The ongoing costs of running a state health insurance exchange will be quite low, approximately equivalent to the administrative costs incurred by the human resources department of a very large employer for administering its workers' health benefits. Indeed, a good starting point for calculating ongoing expenses is the state government's experience administering health coverage for state workers. Furthermore, if the state government initially joins the exchange as an employer, then those functions could effectively be privatized into the exchange along with their current funding.
Unlike other areas of health care, the administrative functions that a health exchange is designed to handle are subject to economies of scale, and through the exchange, the benefits of those services and savings can be extended to a state's small employers, giving them something that they currently lack--a large, expert human resources department to manage their employee health benefit programs.
Greg D'Angelo is Research Assistant, and Edmund F. Haislmaier is Senior Research Fellow in Health Policy Studies, in the Center for Health Policy Studies at The Heritage Foundation.
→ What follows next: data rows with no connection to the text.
//! HTML Serialization (innerHTML/outerHTML)
//!
//! Renders a tree back to markup that re-parses to the same tree.
//!
//! - Text and attribute values are always escaped, attribute values always quoted
//! - Void elements are written self-closing, without an end tag
//! - Comments are not written
//! - Attributes whose names cannot be written back unambiguously are omitted

use escalated_dom::{DomTree, ElementData, NodeData, NodeId};

/// Void elements (self-closing, no end tag)
pub const VOID_ELEMENTS: &[&str] = &[
    "area", "base", "br", "col", "embed", "hr", "img", "input", "link", "meta", "param", "source",
    "track", "wbr",
];

/// Elements whose first newline is swallowed by the parser
const NEWLINE_ELEMENTS: &[&str] = &["pre", "listing", "textarea"];

/// HTML serializer
#[derive(Debug, Clone, Copy, Default)]
pub struct HtmlSerializer;

enum Step<'a> {
    Enter(NodeId),
    Exit(&'a str),
}

impl HtmlSerializer {
    pub fn new() -> Self {
        Self
    }

    /// Serialize innerHTML of a node (children only)
    pub fn serialize_inner(&self, tree: &DomTree, node_id: NodeId) -> String {
        let mut output = String::new();
        let mut stack: Vec<Step<'_>> = Vec::new();
        push_children(tree, node_id, &mut stack);
        self.drive(tree, stack, &mut output);
        output
    }

    /// Serialize outerHTML of a node (including the node itself)
    pub fn serialize_outer(&self, tree: &DomTree, node_id: NodeId) -> String {
        let mut output = String::new();
        self.drive(tree, vec![Step::Enter(node_id)], &mut output);
        output
    }

    fn drive<'a>(&self, tree: &'a DomTree, mut stack: Vec<Step<'a>>, output: &mut String) {
        while let Some(step) = stack.pop() {
            let node_id = match step {
                Step::Exit(tag) => {
                    output.push_str("</");
                    output.push_str(tag);
                    output.push('>');
                    continue;
                }
                Step::Enter(node_id) => node_id,
            };
            let Some(node) = tree.get(node_id) else {
                continue;
            };

            match &node.data {
                NodeData::Document => push_children(tree, node_id, &mut stack),
                NodeData::Element(elem) => {
                    write_start_tag(elem, output);
                    if VOID_ELEMENTS.contains(&elem.name.as_str()) {
                        output.push_str(" />");
                        continue;
                    }
                    output.push('>');
                    if NEWLINE_ELEMENTS.contains(&elem.name.as_str())
                        && starts_with_newline(tree, node_id)
                    {
                        output.push('\n');
                    }
                    stack.push(Step::Exit(&elem.name));
                    push_children(tree, node_id, &mut stack);
                }
                NodeData::Text(text) => escape_text(text, output),
                NodeData::Comment(_) => {}
            }
        }
    }
}

fn push_children<'a>(tree: &'a DomTree, parent: NodeId, stack: &mut Vec<Step<'a>>) {
    let children = tree.child_ids(parent);
    stack.extend(children.into_iter().rev().map(Step::Enter));
}

fn starts_with_newline(tree: &DomTree, node_id: NodeId) -> bool {
    tree.children(node_id)
        .next()
        .and_then(|(_, child)| child.as_text())
        .is_some_and(|text| text.starts_with('\n'))
}

fn write_start_tag(elem: &ElementData, output: &mut String) {
    output.push('<');
    output.push_str(&elem.name);
    for attr in &elem.attrs {
        if !is_writable_attr_name(&attr.name) {
            tracing::trace!(name = %attr.name, "omitting unwritable attribute");
            continue;
        }
        output.push(' ');
        output.push_str(&attr.name);
        output.push_str("=\"");
        escape_attribute(&attr.value, output);
        output.push('"');
    }
}

/// Whether an attribute name survives a write/re-parse cycle unchanged
fn is_writable_attr_name(name: &str) -> bool {
    !name.is_empty()
        && !name.chars().any(|c| {
            c.is_whitespace()
                || c.is_control()
                || matches!(c, '"' | '\'' | '<' | '>' | '/' | '=' | '`')
        })
}

/// Escape text content for HTML
fn escape_text(text: &str, output: &mut String) {
    for c in text.chars() {
        match c {
            '&' => output.push_str("&amp;"),
            '<' => output.push_str("&lt;"),
            '>' => output.push_str("&gt;"),
            _ => output.push(c),
        }
    }
}

/// Escape attribute value
fn escape_attribute(text: &str, output: &mut String) {
    for c in text.chars() {
        match c {
            '&' => output.push_str("&amp;"),
            '"' => output.push_str("&quot;"),
            '<' => output.push_str("&lt;"),
            '>' => output.push_str("&gt;"),
            _ => output.push(c),
        }
    }
}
 Ideally, an exchange should service a single, inclusive market, open to all consumers and employers, regardless of firm size. An exchange should serve as an administrative mechanism to implement state insurance market reforms that create a broad, consumer-choice health insurance market. An exchange can also be a mechanism for administering government subsidies to obtain private health insurance, for aggregating employer and employee contributions to health plans, for disseminating price and quality information, and for processing premium payments, paperwork, electronic transactions, and other administrative functions. For a brief description of the concept, see Robert E. Moffit, Ph.D., "The Rationale for a Statewide Health Insurance Exchange," Heritage Foundation WebMemo No. 1230, October 5, 2006, at http://www.heritage.org/research/healthcare/wm1230.cfm.
 For a brief discussion of the Massachusetts reform, see Nina Owcharenko and Robert E. Moffit, Ph.D., "The Massachusetts Health Plan: Lessons for the States," Heritage Foundation Backgrounder No. 1953, July 18, 2006, at http://www.heritage.org/Research/HealthCare/bg1953.cfm.
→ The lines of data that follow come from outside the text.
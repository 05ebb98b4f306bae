//! Escalated CLI
//!
//! Sanitizes HTML files or stdin from the command line. The binary is a thin
//! wrapper around [`run`], which takes its streams as arguments so it can be
//! driven in-process.

mod args;
mod run;

use std::path::PathBuf;

pub use args::Cli;
pub use run::{Summary, run};

/// Command-line error
#[derive(Debug, thiserror::Error)]
pub enum CliError {
    #[error("Failed to read {path}: {source}")]
    Read {
        path: String,
        #[source]
        source: std::io::Error,
    },

    #[error("Failed to write {}: {source}", path.display())]
    Write {
        path: PathBuf,
        #[source]
        source: std::io::Error,
    },

    #[error("Failed to write to stdout: {0}")]
    Stdout(#[source] std::io::Error),

    #[error("Failed to write to stderr: {0}")]
    Stderr(#[source] std::io::Error),

    #[error("{path} is not valid UTF-8")]
    InvalidUtf8 { path: String },

    #[error("Failed to emit report: {0}")]
    Report(#[from] serde_json::Error),

    #[error("Invalid usage: {0}")]
    Usage(&'static str),
}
 Personal communications with Jon Kingsdale, Executive Director of the Massachusetts Health Insurance Connector; Vince Ashton, Executive Directorof New York Health Pass; and Ken Comeau, Vice President of the Connecticut Business & Industry Association. The "percent of premium" method should be used only as a simplified estimating convention. Actual administrative costs should be charged on a fixed, per-enrollee basis.
 Presentation by Vince Ashton,Executive Director of New York Health Pass, to the Delaware Public Policy Institute, June 12, 2007.
 For example, the California Health Care Foundation was created out of the proceeds from the sale of California's Blue Cross plan.